ГЛАВА ДВАДЦАТЬ ТРЕТЬЯ
В молодости все кажет легко. Усталость от целодневной скачки сваливает после одной ночи полудремы у костра и миски сытного, пахнущего дымом варева. А с зарания вновь искристый, напоенный солнцем снег, озорной ветер, леденящий лицо, синее небо и с холма долгая змея муравьиной чередою тянущихся конных ратей с обозами. Хорошо! Иван подкидывает легкое копье, ловит, едва не уронив, краснеет сам перед собою, пробует саблю. Отцовская бронь в тороках, отцовская сабля уже не гнетет руку к земле, как недавно еще, и он с упоением рубит воздух и сносит косым ударом вершинки розовых глупых березок, выбежавших прямо к дороге, на глядень.
Раза два, не более, удалось увидеть Боброка, и то издали. Воевода проскакивал на крупном гнедом жеребце, осанисто и плотно держась в седле, за ним скакала свита, и Иван, шедший в поход простым ратником, с единым слугою, молодым парнем из островских мужиков, и одним поводным конем, горько завидовал тогда тем, кто имел право скакать вослед воеводе и исполнять его поручения.
Не знали и не ведали простые ратники всей непростой подоплеки этого похода. Ни долгих переговоров с нижегородцами, ни посольств в Орду, ни дум, ни сомнений, ни грызни боярской. Не знали, что Боброк сурово и сразу потребовал от Дмитрия единоначалия, и великий князь, пофыркав и подумав, уступил. Почему, в свою очередь, Дмитрий Константиныч Суздальский, пославший в поход с полками сыновей — Ивана и Василия Кирдяпу, сам и не выступил, как собирался допрежь, невместно показалось подчиниться кому-то, хоть и княжеского роду Боброк, а — все-таки!.. И — к лучшему!
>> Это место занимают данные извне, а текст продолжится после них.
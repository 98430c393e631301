pub mod agent;
pub mod config;
pub mod heuristic;
pub mod master;
pub mod session;
pub mod sub;
pub mod traces;

pub use agent::Agent;
pub use config::Hyper;
pub use master::MasterTable;
pub use session::Session;
pub use sub::SubTable;
pub use traces::TraceBank;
Все слагалось к лучшему в этом походе, первой пробе сил, первом, еще отдаленном состязании перед грядущим и пока не ведомым никому Куликовым полем.
Ивана не щадили, как когда-то, уже не маленький! Старики в походе, как водится, выезжают на молодых. Вечером — «принеси воды!», «выводи лошадей!», «наруби хвороста для костра, да поживее!». Иное спихнешь на молодшего, Гаврилу (парень из Острового попался старательный, хоть и неважный ездок. Сам признался, что верхом в седле, почитай, никогда и не езживал. Все больше охлюпкою али в санях), иное спихнешь, а другого и спихнуть некак! В дозор за себя не пошлешь, да и прикажет какое дело боярин — тащи кленовое окованное ведро с водою — скачи опрометью сам, а не перекладывай на слугу!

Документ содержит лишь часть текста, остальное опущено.